A moça sobe no ônibus, com seus pacotes à mão, e oferece o seu produto aos usuários do tranporte coletivo."Pipoca é 50!", é o que ela diz, aliás, repete. Chega junto de mim, me oferece também; reluto um pouco, mas acbado comprando as pipocas, duas para ser preciso. Senta ao meu lado, conta a sua história. Eu vivia bem, ela fala, não passava necessidade, tinha um casa bonita e grande, marido, dois filhos, sempre que podia vinha veranear no Recife, chegava no sábado, pegava a praia domingo de manhã e depois voltava. Agora estou aqui, nessa agonia. E qual a desgraça que te acometeu, mulher?, eu pergunto. Foi a força da água, ela responde, deu cheia na cidade toda, e a força da água destruiu tudo. Tudo não, corrige-se, a força da água não destruiu a fé que a gente tem em Deus. Uns instantes de silêncio. Logo após, ela levanta, respira um pouco, e sai a dizer novamente:"Pipoca é 50!". Eu desci, tomei meu rumo. Ela, foi-se embora dentro daquele monstro vermelho, lutando com a única arma que a força da água não lhe tirou.

Histórias de Grandeza e de Miséria 1: O Dono da frota

Eu, sentado na cadeira do corredor do ônibus, ouvia música, alheio ao mundo.

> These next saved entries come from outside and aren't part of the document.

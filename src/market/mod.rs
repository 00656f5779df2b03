//! Market data collaborators for the trading loop.
//!
//! ## Discovery
//! Alpha Vantage NEWS_SENTIMENT feed, filtered to bullish equity tickers.
//!
//! ## Articles
//! Plain-text extraction from the article behind each lead.
//!
//! ## Prices
//! Current price and daily closes from the Yahoo Finance chart API.

mod article;
mod news;
mod prices;
mod traits;

pub use article::{extract_text, ArticleScraper};
pub use news::AlphaVantageNews;
pub use prices::YahooPrices;
pub use traits::*;
//! Alpaca REST API client.

use super::traits::Broker;
use super::types::*;
use crate::config::AlpacaConfig;
use anyhow::{Context, Result};
use async_trait::async_trait;
use reqwest::{Client, RequestBuilder, Response};
use serde::de::DeserializeOwned;
use std::time::Duration;
use tracing::{debug, instrument};

const PAPER_BASE_URL: &str = "https://paper-api.alpaca.markets";
const LIVE_BASE_URL: &str = "https://api.alpaca.markets";

/// Alpaca trading API client.
pub struct AlpacaClient {
    http: Client,
    api_key: String,
    secret_key: String,
    base_url: String,
}

impl AlpacaClient {
    /// Create a new Alpaca client from configuration.
    pub fn new(config: &AlpacaConfig) -> Result<Self> {
        let http = Client::builder()
            .timeout(Duration::from_secs(30))
            .build()
            .context("Failed to create HTTP client")?;

        let base_url = match &config.base_url {
            Some(url) => url.trim_end_matches('/').to_string(),
            None if config.paper => PAPER_BASE_URL.to_string(),
            None => LIVE_BASE_URL.to_string(),
        };

        Ok(Self {
            http,
            api_key: config.api_key.clone(),
            secret_key: config.secret_key.clone(),
            base_url,
        })
    }

    /// REST base URL in use.
    pub fn base_url(&self) -> &str {
        &self.base_url
    }

    fn authed(&self, request: RequestBuilder) -> RequestBuilder {
        request
            .header("APCA-API-KEY-ID", &self.api_key)
            .header("APCA-API-SECRET-KEY", &self.secret_key)
    }

    async fn parse<T: DeserializeOwned>(response: Response, what: &str) -> Result<T> {
        let status = response.status();
        if !status.is_success() {
            let body = response.text().await.unwrap_or_default();
            anyhow::bail!("Alpaca {} failed with {}: {}", what, status, body);
        }

        response
            .json()
            .await
            .with_context(|| format!("Failed to parse {} response", what))
    }
}

#[async_trait]
impl Broker for AlpacaClient {
    #[instrument(skip(self))]
    async fn account(&self) -> Result<Account> {
        let url = format!("{}/v2/account", self.base_url);
        let response = self
            .authed(self.http.get(&url))
            .send()
            .await
            .context("Failed to fetch account")?;

        Self::parse(response, "account").await
    }

    #[instrument(skip(self))]
    async fn positions(&self) -> Result<Vec<Position>> {
        let url = format!("{}/v2/positions", self.base_url);
        let response = self
            .authed(self.http.get(&url))
            .send()
            .await
            .context("Failed to fetch positions")?;

        Self::parse(response, "positions").await
    }

    #[instrument(skip(self, order), fields(symbol = %order.symbol, qty = order.qty))]
    async fn submit_bracket(&self, order: &BracketOrder) -> Result<OrderResponse> {
        let url = format!("{}/v2/orders", self.base_url);
        debug!("Submitting bracket order: {:?}", order);

        let response = self
            .authed(self.http.post(&url))
            .json(order)
            .send()
            .await
            .context("Failed to submit bracket order")?;

        Self::parse(response, "order submission").await
    }
}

Quando o senhor que estava ao meu lado,na janela, me cutuca e diz:"Eu acho que o homem não deve chorar de barriga cheia". E eu lhe perguntei porque, de onde ele tinha tirado isso, que história era essa, meu caro, ora, ora. E o velho pôs-se a falar de um rapaz, muito amigo seu por acaso, que começou na frota de caminhões como motorista, cresceu, cresceu, cresceu tanto, que virou dono da frota; tinha de um tudo nesse mundo, dinheiro que não acabava mais. E quando alguém lhe perguntava como ia a vida ele bufava, dizia que ia tudo mal, que era um homem muito azarado... Reclamava até do que ainda não tinha acontecido, disse-me o velho. Jogava agouro a si próprio, continuou ele, agouro a si próprio! E com ele está hoje, perguntei-o. Reclamou tanto da vida que ela lhe tirou a forra, perdeu tudo: dinheiro, mulher e reputação. E o que mais? "Mais?!", assustou-se o meu companheiro de viagem. Desgraça pouca é que eu não acho - completou ele.

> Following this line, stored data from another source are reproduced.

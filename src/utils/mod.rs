//! Shared utilities.

pub mod decimal;
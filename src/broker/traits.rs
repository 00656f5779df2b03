//! Order gateway abstraction.
//!
//! The trading loop only needs three things from a brokerage: the cash
//! balance, the open positions and a way to submit a bracket order.

use super::types::{Account, BracketOrder, OrderResponse, Position};
use anyhow::Result;
use async_trait::async_trait;

/// Brokerage used for sizing and order submission.
#[cfg_attr(test, mockall::automock)]
#[async_trait]
pub trait Broker: Send + Sync {
    /// Fetch a fresh account snapshot.
    async fn account(&self) -> Result<Account>;

    /// Fetch all open positions.
    async fn positions(&self) -> Result<Vec<Position>>;

    /// Submit a bracket order.
    async fn submit_bracket(&self, order: &BracketOrder) -> Result<OrderResponse>;
}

terça-feira, 1 de fevereiro de 2011

Não Sei se Ela Se Lembra

Eu quando a conheci não tive escrúpulo de minhas palavras nem vergonha do que ela pudesse pensar e sem fazer cerimônia disse-lhe que achava seu sorriso mui belo suas pernas mui calientes seu jeito mui sensual e sua voz mui excitante não sei se ela se lembra.

Quando nos deitamos a primeira vez ela segurou a minha mão e disse-me com os olhos que eu fui deveras dedicado em cada vã posição e eu respondi-lhe também com os olhos que era devoção devoción mi amore e depois desta vez com a boca pedi-lhe em namoro não sei se ela se lembra.

Depois de muito tempo quando nós já estávamos bem íntimos ela disse-me sem mais nem menos e sem explicar o porquê que ia partir que não queria mais saber daqui que era mui inconstante que queria outros ares e outros horizontes eu lhe disse fique fique fique não sei se ela se lembra.

E quando de sua partida eu deixando meu orgulho de lado falei-lhe sinceramente que aquilo era só o final o fechar dos panos o the end caligráfico dos filmes de roliúde e que seria mui bueno que ela guardasse na memória as tardes em que tudo era quase eterno e nós nos banhávamos no mar da lascívia não sei se ela se lembra.

Será que ela se lembra?

Tudo o que eu queria era acreditar que amor não é Alzheimer.
Ouviram do Capibaribe, às margens fétidas, de um povo ecóico, o brado claudicante.